More on Cosmos and Giordano Bruno:
- A strange defence, referring to Defending Giordano Bruno: A Response from the Co-Writer of “Cosmos”.
- Cartoons and Fables – How Cosmos Got the Story of Bruno Wrong
Bruno is the poster boy of the Draper-White Thesis – the idea that science and religion have always been at war and an idea beloved by the New Atheist movement despite the fact it was rejected by actual historians of science about a century ago. Try to engage in an attempt at intelligent discussion of the real and much more complex and nuanced interrelations between religion and what was to emerge as modern science in the medieval and early modern periods and Bruno is usually brandished as “proof” that the Church was the implacable and ignorant foe of early science. After all, why else did they burn him for daring to say the earth wasn’t the centre of the universe and that the stars were other suns with planets? For those who prefer simple slogans and caricatures to the hard work of actually analysing and understanding history, Bruno is a simple answer to a intricate question. Nuance and complexity are the first casualties in a culture war.

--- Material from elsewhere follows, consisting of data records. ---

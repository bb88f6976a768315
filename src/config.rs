use std::path::{Path, PathBuf};

use serde::Deserialize;

use crate::system::collector::Strategy;
use crate::system::filter::DEFAULT_APP_PREFIX;

#[derive(Debug, Default, Deserialize)]
#[serde(default)]
pub struct Config {
    pub device: DeviceConfig,
    pub sampling: SamplingConfig,
    pub logging: LoggingConfig,
}

#[derive(Debug, Deserialize)]
#[serde(default)]
pub struct DeviceConfig {
    pub adb_path: PathBuf,
    pub command_timeout_secs: u64,
}

impl Default for DeviceConfig {
    fn default() -> Self {
        DeviceConfig {
            adb_path: PathBuf::from("./adb.exe"),
            command_timeout_secs: 10,
        }
    }
}

#[derive(Debug, Deserialize)]
#[serde(default)]
pub struct SamplingConfig {
    pub strategy: Strategy,
    pub app_prefix: String,
    pub top_iterations: u32,
    pub top_delay_secs: u32,
}

impl Default for SamplingConfig {
    fn default() -> Self {
        SamplingConfig {
            strategy: Strategy::Proc,
            app_prefix: DEFAULT_APP_PREFIX.to_string(),
            top_iterations: 2,
            top_delay_secs: 1,
        }
    }
}

#[derive(Debug, Deserialize)]
#[serde(default)]
pub struct LoggingConfig {
    pub level: String,
    pub file: Option<PathBuf>,
    /// Write the log file as JSON lines.
    pub json: bool,
}

impl Default for LoggingConfig {
    fn default() -> Self {
        LoggingConfig {
            level: "info".to_string(),
            file: None,
            json: false,
        }
    }
}

pub fn config_path() -> Option<PathBuf> {
    dirs::config_dir().map(|p| p.join("droidmon").join("config.toml"))
}

pub fn load_config() -> Config {
    match config_path() {
        Some(path) if path.exists() => load_config_from_path(&path),
        _ => Config::default(),
    }
}

pub fn load_config_from_path(path: &Path) -> Config {
    match std::fs::read_to_string(path) {
        Ok(contents) => toml::from_str(&contents).unwrap_or_default(),
        Err(_) => Config::default(),
    }
}

#[cfg(test)]
mod tests {
    use super::*;

    #[test]
    fn default_config_values() {
        let config = Config::default();
        assert_eq!(config.device.adb_path, PathBuf::from("./adb.exe"));
        assert_eq!(config.device.command_timeout_secs, 10);
        assert_eq!(config.sampling.strategy, Strategy::Proc);
        assert_eq!(config.sampling.app_prefix, "com.");
        assert_eq!(config.sampling.top_iterations, 2);
        assert_eq!(config.logging.level, "info");
        assert!(config.logging.file.is_none());
        assert!(!config.logging.json);
    }

    #[test]
    fn parse_partial_toml() {
        let toml_str = r#"
[device]
adb_path = "/opt/platform-tools/adb"
"#;
        let config: Config = toml::from_str(toml_str).unwrap();
        assert_eq!(config.device.adb_path, PathBuf::from("/opt/platform-tools/adb"));
        // Other fields should be defaults
        assert_eq!(config.device.command_timeout_secs, 10);
        assert_eq!(config.sampling.strategy, Strategy::Proc);
    }

    #[test]
    fn parse_full_toml() {
        let toml_str = r#"
[device]
adb_path = "adb"
command_timeout_secs = 3

[sampling]
strategy = "top"
app_prefix = "org."
top_iterations = 3
top_delay_secs = 2

[logging]
level = "debug"
file = "logs/droidmon.log"
json = true
"#;
        let config: Config = toml::from_str(toml_str).unwrap();
        assert_eq!(config.device.command_timeout_secs, 3);
        assert_eq!(config.sampling.strategy, Strategy::Top);
        assert_eq!(config.sampling.app_prefix, "org.");
        assert_eq!(config.sampling.top_iterations, 3);
        assert_eq!(config.sampling.top_delay_secs, 2);
        assert_eq!(config.logging.level, "debug");
        assert_eq!(
            config.logging.file,
            Some(PathBuf::from("logs/droidmon.log"))
        );
        assert!(config.logging.json);
    }

    #[test]
    fn unknown_strategy_falls_back_to_default() {
        let temp = std::env::temp_dir().join("droidmon_test_bad_strategy.toml");
        std::fs::write(&temp, "[sampling]\nstrategy = \"ps\"\n").unwrap();
        let config = load_config_from_path(&temp);
        assert_eq!(config.sampling.strategy, Strategy::Proc);
        let _ = std::fs::remove_file(&temp);
    }

    #[test]
    fn missing_file_returns_default() {
        let config = load_config_from_path(Path::new("/nonexistent/path/config.toml"));
        assert_eq!(config.device.command_timeout_secs, 10);
    }

    #[test]
    fn invalid_toml_returns_default() {
        let temp = std::env::temp_dir().join("droidmon_test_invalid.toml");
        std::fs::write(&temp, "this is not valid toml {{{{").unwrap();
        let config = load_config_from_path(&temp);
        assert_eq!(config.sampling.app_prefix, "com.");
        let _ = std::fs::remove_file(&temp);
    }
}
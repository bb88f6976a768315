//! Shell access to the connected Android device.
//!
//! Everything the sampler knows about the device arrives as text through
//! [`Transport`]. The real implementation shells out to `adb`; tests provide
//! scripted in-memory devices.

use std::path::{Path, PathBuf};
use std::process::Stdio;
use std::time::Duration;

use tokio::io::{AsyncBufReadExt, BufReader};
use tokio::process::Command;
use tokio::time::timeout;

use crate::error::{DeviceError, StartupError};

/// Runs shell commands on a device and hands back their standard output.
#[allow(async_fn_in_trait)]
pub trait Transport {
    /// Run `command` and capture its whole stdout.
    async fn shell(&self, command: &str) -> Result<String, DeviceError>;

    /// Run `command` and feed stdout to `on_line` one line at a time until
    /// the stream ends.
    async fn stream_shell<F>(&self, command: &str, on_line: F) -> Result<(), DeviceError>
    where
        F: FnMut(&str);
}

#[derive(Debug, Clone)]
pub struct AdbClient {
    adb_path: PathBuf,
    command_timeout: Duration,
}

impl AdbClient {
    pub fn new(adb_path: &Path, command_timeout: Duration) -> Result<Self, StartupError> {
        if !adb_path.exists() {
            return Err(StartupError::AdbNotFound(adb_path.to_path_buf()));
        }
        Ok(Self {
            adb_path: adb_path.to_path_buf(),
            command_timeout,
        })
    }

    pub fn adb_path(&self) -> &Path {
        &self.adb_path
    }

    /// Serials of devices in the `device` state, as reported by `adb devices`.
    pub async fn connected_devices(&self) -> Result<Vec<String>, DeviceError> {
        let output = self.run(&["devices"], "devices").await?;
        Ok(parse_device_list(&output))
    }

    /// Whether `program` is on the device's PATH.
    pub async fn has_program(&self, program: &str) -> bool {
        match self.shell(&format!("which {program}")).await {
            Ok(out) => !out.trim().is_empty(),
            Err(err) => {
                tracing::debug!(%err, program, "which failed");
                false
            }
        }
    }

    /// adb invocation in its own process group, so a Ctrl+C from the
    /// terminal reaches droidmon but not a read that is still running.
    fn command(&self) -> Command {
        let mut command = Command::new(&self.adb_path);
        command.stdin(Stdio::null()).kill_on_drop(true);
        #[cfg(unix)]
        command.process_group(0);
        command
    }

    async fn run(&self, args: &[&str], label: &str) -> Result<String, DeviceError> {
        let secs = self.command_timeout.as_secs();
        let output = timeout(self.command_timeout, self.command().args(args).output())
            .await
            .map_err(|_| DeviceError::Timeout(label.to_string(), secs))??;

        if !output.status.success() {
            return Err(DeviceError::CommandFailed {
                command: label.to_string(),
                stderr: String::from_utf8_lossy(&output.stderr).trim().to_string(),
            });
        }
        Ok(String::from_utf8_lossy(&output.stdout).into_owned())
    }
}

impl Transport for AdbClient {
    async fn shell(&self, command: &str) -> Result<String, DeviceError> {
        let mut args = vec!["shell"];
        args.extend(command.split_whitespace());
        self.run(&args, command).await
    }

    async fn stream_shell<F>(&self, command: &str, mut on_line: F) -> Result<(), DeviceError>
    where
        F: FnMut(&str),
    {
        let mut child = self
            .command()
            .arg("shell")
            .args(command.split_whitespace())
            .stdout(Stdio::piped())
            .stderr(Stdio::null())
            .spawn()?;

        let stdout = child.stdout.take().ok_or(DeviceError::NoStdout)?;
        let mut lines = BufReader::new(stdout).lines();

        let drain = async {
            while let Some(line) = lines.next_line().await? {
                on_line(&line);
            }
            child.wait().await
        };

        let status = timeout(self.command_timeout, drain)
            .await
            .map_err(|_| DeviceError::Timeout(command.to_string(), self.command_timeout.as_secs()))??;

        if !status.success() {
            tracing::debug!(command, ?status, "streamed command exited unsuccessfully");
        }
        Ok(())
    }
}

/// Extract serials from `adb devices` output, skipping the banner, daemon
/// notices and devices that are offline or unauthorized.
pub fn parse_device_list(output: &str) -> Vec<String> {
    output
        .lines()
        .filter(|line| !line.starts_with("List of devices") && !line.starts_with('*'))
        .filter_map(|line| {
            let mut parts = line.split_whitespace();
            let serial = parts.next()?;
            (parts.next()? == "device").then(|| serial.to_string())
        })
        .collect()
}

DeGrasse Tyson assures us that he [Bruno] “dared to read the books banned by the Church and that was his undoing.” We then get a sequence of Bruno reading a copy of Lucretius’ On the Nature of Things which he has hidden under the floorboards of his cell. The first problem here is that Lucretius’ work was not “banned by the Church” at all and no-one needed to hide it under their floor. Poggio Bracciolini had published a printed edition of the book a century before Bruno was born and it had never been banned when the medieval manuscripts Bracciolini worked from had been copied nor was it banned once his edition made it widely available. The idea that the Church banned and/or tried to destroy Lucretius’ work is a myth that Christopher Hitchens liked to repeat and which has been given a lease of popular life via Stephen Greenblatt’s appalling pseudo historical work The Swerve, which somehow won a Pulitzer Prize despite being a pastiche of howlers.